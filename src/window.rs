use crate::error::{Result, TelemetryError};
use crate::reading::DeviceId;
use fxhash::FxHashMap;

/// Whether a device has accumulated a full window yet.
///
/// A device never leaves `Ready` once it gets there.
#[derive(Debug, Clone, Copy, PartialEq, Eq)]
pub enum DeviceState {
    Collecting,
    Ready,
}

/// Fixed-capacity ring of the most recent samples of one device.
///
/// Only the last `capacity` values are retained; `total` keeps counting every
/// sample ever appended.
#[derive(Debug)]
pub struct DeviceWindow {
    buf: Box<[f64]>,
    head: usize,
    total: u64,
}

impl DeviceWindow {
    pub fn new(capacity: usize) -> Self {
        assert!(capacity > 0, "window capacity must be greater than 0");
        Self {
            buf: vec![0.0; capacity].into_boxed_slice(),
            head: 0,
            total: 0,
        }
    }

    #[inline(always)]
    pub fn push(&mut self, value: f64) {
        self.buf[self.head] = value;
        self.head += 1;
        if self.head == self.buf.len() {
            self.head = 0;
        }
        self.total += 1;
    }

    pub fn capacity(&self) -> usize {
        self.buf.len()
    }

    /// Number of values currently held, at most `capacity`.
    pub fn len(&self) -> usize {
        self.total.min(self.buf.len() as u64) as usize
    }

    pub fn is_empty(&self) -> bool {
        self.total == 0
    }

    pub fn total(&self) -> u64 {
        self.total
    }

    /// Returns the held values as two slices, oldest first.
    fn as_slices(&self) -> (&[f64], &[f64]) {
        if self.total < self.buf.len() as u64 {
            (&self.buf[..self.head], &[])
        } else {
            (&self.buf[self.head..], &self.buf[..self.head])
        }
    }

    /// Copies the `count` most recent values, oldest first, into `out`.
    /// Returns false if fewer than `count` values are held.
    pub fn latest_into(&self, count: usize, out: &mut Vec<f64>) -> bool {
        if count > self.len() {
            return false;
        }
        out.clear();
        let (older, newer) = self.as_slices();
        let skip = self.len() - count;
        if skip < older.len() {
            out.extend_from_slice(&older[skip..]);
            out.extend_from_slice(newer);
        } else {
            out.extend_from_slice(&newer[skip - older.len()..]);
        }
        true
    }
}

/// Per-device sample windows, all sharing the same capacity.
pub struct WindowStore {
    window_size: usize,
    windows: FxHashMap<DeviceId, DeviceWindow>,
}

impl WindowStore {
    pub fn new(window_size: usize) -> Self {
        assert!(window_size > 0, "window_size must be greater than 0");
        Self {
            window_size,
            windows: FxHashMap::default(),
        }
    }

    pub fn window_size(&self) -> usize {
        self.window_size
    }

    /// Appends `value` as the newest sample of `device`, creating its window on
    /// first sight.
    #[inline(always)]
    pub fn append(&mut self, device: DeviceId, value: f64) {
        // Known devices must not go through `entry`, which may reserve.
        if let Some(window) = self.windows.get_mut(&device) {
            window.push(value);
            return;
        }
        let mut window = DeviceWindow::new(self.window_size);
        window.push(value);
        self.windows.insert(device, window);
    }

    /// Returns the `count` most recently appended values in arrival order.
    pub fn latest(&self, device: DeviceId, count: usize) -> Result<Vec<f64>> {
        let mut out = Vec::with_capacity(count);
        self.latest_into(device, count, &mut out)?;
        Ok(out)
    }

    /// Same as [`WindowStore::latest`], writing into a caller-owned buffer.
    pub fn latest_into(&self, device: DeviceId, count: usize, out: &mut Vec<f64>) -> Result<()> {
        let window = self.windows.get(&device);
        let copied = window.is_some_and(|w| w.latest_into(count, out));
        if copied {
            Ok(())
        } else {
            Err(TelemetryError::InsufficientSamples {
                device,
                requested: count,
                available: window.map_or(0, DeviceWindow::len),
            })
        }
    }

    /// Number of samples ever appended for `device`.
    pub fn size(&self, device: DeviceId) -> u64 {
        self.windows.get(&device).map_or(0, DeviceWindow::total)
    }

    pub fn state(&self, device: DeviceId) -> DeviceState {
        if self.size(device) >= self.window_size as u64 {
            DeviceState::Ready
        } else {
            DeviceState::Collecting
        }
    }

    pub fn device_count(&self) -> usize {
        self.windows.len()
    }

    pub fn window(&self, device: DeviceId) -> Option<&DeviceWindow> {
        self.windows.get(&device)
    }
}
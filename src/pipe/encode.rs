use crate::aggregator::AggregationResult;
use crate::encoder::encode_result;
use crate::stage::{OutputCollector, Stage};

/// Turns aggregation results into outbound wire records.
pub struct Encode;

impl Stage<AggregationResult, String> for Encode {
    #[inline(always)]
    fn process<C>(&mut self, result: AggregationResult, collector: &mut C)
    where
        C: OutputCollector<String>,
    {
        collector.push(encode_result(&result));
    }
}

pub fn encode() -> Encode {
    Encode
}
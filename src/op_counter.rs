use std::sync::Arc;
use std::sync::atomic::AtomicU64;
use std::sync::atomic::Ordering::Relaxed;

/// Operation counters shared by the dispatcher and every shard.
#[derive(Debug, Default)]
pub struct OpCounter {
    received: AtomicU64,
    malformed: AtomicU64,
    devices: AtomicU64,
    emitted: AtomicU64,
    published: AtomicU64,
    publish_failures: AtomicU64,
}

/// Point-in-time copy of an [`OpCounter`].
#[derive(Debug, Clone, Copy, Default, PartialEq, Eq)]
pub struct OpStats {
    /// Records taken off the inbound topic.
    pub received: u64,
    /// Records dropped because they could not be parsed.
    pub malformed: u64,
    /// Distinct devices seen.
    pub devices: u64,
    /// Aggregation results produced.
    pub emitted: u64,
    /// Results handed to the bus successfully.
    pub published: u64,
    /// Results dropped after the publish policy gave up.
    pub publish_failures: u64,
}

impl OpCounter {
    pub fn new() -> Arc<Self> {
        Arc::new(Self::default())
    }

    #[inline(always)]
    pub(crate) fn record_received(&self) {
        self.received.fetch_add(1, Relaxed);
    }

    #[inline(always)]
    pub(crate) fn record_malformed(&self) {
        self.malformed.fetch_add(1, Relaxed);
    }

    #[inline(always)]
    pub(crate) fn record_device(&self) {
        self.devices.fetch_add(1, Relaxed);
    }

    #[inline(always)]
    pub(crate) fn record_emitted(&self) {
        self.emitted.fetch_add(1, Relaxed);
    }

    #[inline(always)]
    pub(crate) fn record_published(&self) {
        self.published.fetch_add(1, Relaxed);
    }

    #[inline(always)]
    pub(crate) fn record_publish_failure(&self) {
        self.publish_failures.fetch_add(1, Relaxed);
    }

    /// Sum of every counter; stops moving once the pipeline is idle.
    pub fn total_op_count(&self) -> u64 {
        let s = self.snapshot();
        s.received + s.malformed + s.devices + s.emitted + s.published + s.publish_failures
    }

    pub fn snapshot(&self) -> OpStats {
        OpStats {
            received: self.received.load(Relaxed),
            malformed: self.malformed.load(Relaxed),
            devices: self.devices.load(Relaxed),
            emitted: self.emitted.load(Relaxed),
            published: self.published.load(Relaxed),
            publish_failures: self.publish_failures.load(Relaxed),
        }
    }
}
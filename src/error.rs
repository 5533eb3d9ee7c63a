use crate::reading::DeviceId;
use thiserror::Error;

pub type Result<T> = std::result::Result<T, TelemetryError>;

#[derive(Debug, Clone, PartialEq, Error)]
pub enum TelemetryError {
    /// The inbound record could not be decoded. The record is dropped.
    #[error("malformed record {record:?}: {reason}")]
    MalformedRecord { record: String, reason: &'static str },

    /// A window was asked for more samples than it holds.
    #[error("device {device} holds {available} samples, {requested} requested")]
    InsufficientSamples {
        device: DeviceId,
        requested: usize,
        available: usize,
    },

    #[error("cannot aggregate an empty window")]
    EmptyWindow,

    #[error("failed to publish to topic {topic:?}: {reason}")]
    PublishFailure { topic: String, reason: String },

    #[error("subscription closed")]
    SubscriptionClosed,

    #[error("invalid configuration: {0}")]
    InvalidConfig(String),
}

impl TelemetryError {
    pub(crate) fn malformed(record: &str, reason: &'static str) -> Self {
        TelemetryError::MalformedRecord {
            record: record.to_owned(),
            reason,
        }
    }
}
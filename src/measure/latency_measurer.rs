use hdrhistogram::Histogram;
use std::time::{Duration, Instant};

/// Upper bound of the histogram: 1,000 s in nanoseconds.
const MAX_TRACKABLE_NANOS: u64 = 1_000_000_000_000;

/// Summary of recorded latencies, all in nanoseconds.
#[derive(Debug, Clone, Default)]
pub struct LatencyStats {
    pub count: u64,
    pub min: u64,
    pub max: u64,
    pub mean: f64,
    pub p50: u64,
    pub p90: u64,
    pub p99: u64,
    pub p999: u64,
}

pub struct LatencyMeasurerGuard<'a> {
    measurer: &'a mut LatencyMeasurer,
    start: Option<Instant>,
}

impl Drop for LatencyMeasurerGuard<'_> {
    fn drop(&mut self) {
        if let Some(start) = self.start {
            self.measurer.record(start.elapsed());
        }
    }
}

/// Samples every `sample_rate`-th measurement into an HdrHistogram.
pub struct LatencyMeasurer {
    histogram: Histogram<u64>,
    sample_rate: u64,
    step: u64,
}

impl LatencyMeasurer {
    pub fn new(sample_rate: u64) -> Self {
        assert!(sample_rate > 0, "sample_rate must be positive");
        // 1ns..1000s with 3 significant figures is always a valid configuration.
        let histogram = Histogram::<u64>::new_with_bounds(1, MAX_TRACKABLE_NANOS, 3)
            .expect("static histogram bounds are valid");
        Self {
            histogram,
            sample_rate,
            step: 0,
        }
    }

    pub fn measure(&mut self, duration: Duration) {
        self.step += 1;
        if self.step.is_multiple_of(self.sample_rate) {
            self.record(duration);
        }
    }

    /// Times the guard's lifetime if this step is sampled.
    pub fn measure_with_guard(&mut self) -> LatencyMeasurerGuard<'_> {
        self.step += 1;
        let start = self
            .step
            .is_multiple_of(self.sample_rate)
            .then(Instant::now);
        LatencyMeasurerGuard {
            measurer: self,
            start,
        }
    }

    fn record(&mut self, duration: Duration) {
        let nanos = (duration.as_nanos() as u64).clamp(1, MAX_TRACKABLE_NANOS);
        // Clamped into the histogram's range, so recording cannot fail.
        let _ = self.histogram.record(nanos);
    }

    /// Number of measurements that were sampled into the histogram.
    pub fn sample_count(&self) -> u64 {
        self.histogram.len()
    }

    pub fn reset(&mut self) {
        self.histogram.reset();
    }

    pub fn get_stats(&self) -> LatencyStats {
        let count = self.histogram.len();
        if count == 0 {
            return LatencyStats::default();
        }

        LatencyStats {
            count,
            min: self.histogram.min(),
            max: self.histogram.max(),
            mean: self.histogram.mean(),
            p50: self.histogram.value_at_quantile(0.5),
            p90: self.histogram.value_at_quantile(0.9),
            p99: self.histogram.value_at_quantile(0.99),
            p999: self.histogram.value_at_quantile(0.999),
        }
    }

    pub fn format_stats(&self) -> String {
        let stats = self.get_stats();
        if stats.count == 0 {
            return "No stats collected yet".into();
        }

        format!(
            "\tmin={},\tmax={},\tmean={},\tp50={},\tp90={},\tp99={},\tp999={}",
            format_duration(stats.min as f64),
            format_duration(stats.max as f64),
            format_duration(stats.mean),
            format_duration(stats.p50 as f64),
            format_duration(stats.p90 as f64),
            format_duration(stats.p99 as f64),
            format_duration(stats.p999 as f64),
        )
    }
}

fn format_duration(nanos: f64) -> String {
    if nanos < 1000.0 {
        format!("{:.1}ns", nanos)
    } else if nanos < 1_000_000.0 {
        format!("{:.1}us", nanos / 1000.0)
    } else if nanos < 1_000_000_000.0 {
        format!("{:.1}ms", nanos / 1_000_000.0)
    } else {
        format!("{:.2}s", nanos / 1_000_000_000.0)
    }
}
use crate::aggregator::AggregationResult;
use crate::error::{Result, TelemetryError};
use crate::reading::{DeviceId, Reading};
use std::fmt::Write;

/// Formats `"<deviceID> <mean> <variance> <max> <min>"` with three decimals.
pub fn encode_result(result: &AggregationResult) -> String {
    let mut out = String::with_capacity(48);
    encode_result_into(result, &mut out);
    out
}

/// Like [`encode_result`], reusing `out`.
pub fn encode_result_into(result: &AggregationResult, out: &mut String) {
    out.clear();
    // Writing into a String cannot fail.
    let _ = write!(
        out,
        "{} {:.3} {:.3} {:.3} {:.3}",
        result.device_id, result.mean, result.variance, result.max, result.min
    );
}

/// Parses a record produced by [`encode_result`].
pub fn decode_result(raw: &str) -> Result<AggregationResult> {
    let mut fields = raw.split(' ');
    let device_id: DeviceId = fields
        .next()
        .and_then(|f| f.parse().ok())
        .ok_or_else(|| TelemetryError::malformed(raw, "device id is not an integer"))?;

    let mut stats = [0.0f64; 4];
    for slot in stats.iter_mut() {
        *slot = fields
            .next()
            .and_then(|f| f.parse().ok())
            .ok_or_else(|| TelemetryError::malformed(raw, "statistic is not a number"))?;
    }
    if fields.next().is_some() {
        return Err(TelemetryError::malformed(raw, "trailing fields"));
    }

    let [mean, variance, max, min] = stats;
    Ok(AggregationResult {
        mean,
        variance,
        max,
        min,
        device_id,
    })
}

/// Formats an inbound `"<value> <deviceID>"` record.
pub fn encode_reading(reading: &Reading) -> String {
    format!("{:.3} {}", reading.value, reading.device_id)
}
use crate::aggregator::{AggregationResult, aggregate};
use crate::op_counter::OpCounter;
use crate::reading::{Reading, parse_reading};
use crate::stage::{OutputCollector, Stage};
use crate::window::{DeviceState, WindowStore};
use spdlog::warn;
use std::sync::Arc;

/// Drives parse, window update and aggregation for one dispatch context.
///
/// Every device handled by a coordinator is updated strictly in the order its
/// readings are fed in. Once a device holds `window_size` samples, every
/// further reading recomputes the statistics over the newest `window_size`
/// values.
pub struct StreamCoordinator {
    store: WindowStore,
    scratch: Vec<f64>,
    ops: Arc<OpCounter>,
}

impl StreamCoordinator {
    pub fn new(window_size: usize) -> Self {
        Self::with_counter(window_size, OpCounter::new())
    }

    pub fn with_counter(window_size: usize, ops: Arc<OpCounter>) -> Self {
        Self {
            store: WindowStore::new(window_size),
            scratch: Vec::with_capacity(window_size),
            ops,
        }
    }

    /// Parses and handles a raw inbound record. Malformed records are logged
    /// and dropped without touching any window.
    pub fn on_record(&mut self, raw: &str) -> Option<AggregationResult> {
        self.ops.record_received();
        match parse_reading(raw) {
            Ok(reading) => self.on_reading(reading),
            Err(err) => {
                self.ops.record_malformed();
                warn!("Dropping inbound record: {}", err);
                None
            }
        }
    }

    /// Appends a parsed reading and returns the device's statistics if its
    /// window is full.
    pub fn on_reading(&mut self, reading: Reading) -> Option<AggregationResult> {
        let device = reading.device_id;
        let known_devices = self.store.device_count();
        self.store.append(device, reading.value);
        if self.store.device_count() > known_devices {
            self.ops.record_device();
        }

        if self.store.state(device) == DeviceState::Collecting {
            return None;
        }

        let window_size = self.store.window_size();
        if let Err(err) = self.store.latest_into(device, window_size, &mut self.scratch) {
            panic!("ready window could not produce a snapshot: {err}");
        }
        let stats = match aggregate(&self.scratch) {
            Ok(stats) => stats,
            Err(err) => panic!("ready window aggregated to an error: {err}"),
        };

        self.ops.record_emitted();
        Some(AggregationResult::new(device, stats))
    }

    pub fn store(&self) -> &WindowStore {
        &self.store
    }

    pub fn ops(&self) -> &Arc<OpCounter> {
        &self.ops
    }
}

impl Stage<Reading, AggregationResult> for StreamCoordinator {
    #[inline(always)]
    fn process<C>(&mut self, data: Reading, collector: &mut C)
    where
        C: OutputCollector<AggregationResult>,
    {
        if let Some(result) = self.on_reading(data) {
            collector.push(result);
        }
    }
}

__________________________________________________

Your goal: Go over the entries above and tally the lines holding "String"; please answer with the number alone.

Answer to this task: 12